Short-Term Effects of a Cocaine Addiction

The type of short-term effects experienced from woman to woman will vary. It will also be dependent on the amount of drugs taken, the length of drug use and the purity of the drugs. The most common short-term effects experienced by women when using cocaine include:

  • Anxiety
  • Depression
  • Dilated pupils
  • Disturbed sleep patterns
  • Erratic behavior
  • Euphoria
  • Hallucinations
  • Hyperstimulation
  • Increased heart rate, blood pressure and body temperature
  • Increased rate of breathing
  • Loss of appetite
  • Nausea
  • Panic
  • Paranoia
  • Psychosis
  • Seizures
  • Tactile hallucination, which is the illusion of bugs burrowing under one’s skin

Abuse can be dangerous as high dosages can lead to death. The physical and mental side effects experienced can also become permanent with time. Long-term drug use can also lead to the development of even more severe long-term effects.

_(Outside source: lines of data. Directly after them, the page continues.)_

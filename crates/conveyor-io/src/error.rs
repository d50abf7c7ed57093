use std::io;

use thiserror::Error;

/// Failure talking to conveyor or actuator hardware.
///
/// Once a write has failed the physical state of the line is unknown, so
/// callers treat every variant as fatal for the control loop.
#[derive(Debug, Error)]
pub enum ActuatorError {
    #[error("failed to open conveyor link {path}: {source}")]
    Open {
        path: String,
        #[source]
        source: serialport::Error,
    },
    #[error("{channel} channel I/O failed: {source}")]
    Io {
        channel: &'static str,
        #[source]
        source: io::Error,
    },
    #[error("GPIO pin {pin}: {message}")]
    Gpio { pin: u8, message: String },
}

Long-Term Effects of Cocaine Abuse

Regular users are much more likely to permanently damage various areas of their body. Regular coke use can lead to long-term effects like:

  • Auditory and tactile hallucinations
  • Delirium or psychosis
  • High blood pressure
  • Infertility and other sexual problems caused by damage to the reproductive system
  • Malnutrition and weight loss
  • Mood disturbances
  • Permanent damage to the cardiovascular system, liver, kidney and lungs
  • Severe tooth decay
  • Severe depression that can lead to suicidal thoughts and — ultimately — suicide

Over time, users who snort the coke may experience a loss of sense of smell and frequent sinus infections. Long-term smoking of the drug can lead to permanent respiratory damage. This causes breathing problems, frequent fevers, frequent respiratory infections and chest pains.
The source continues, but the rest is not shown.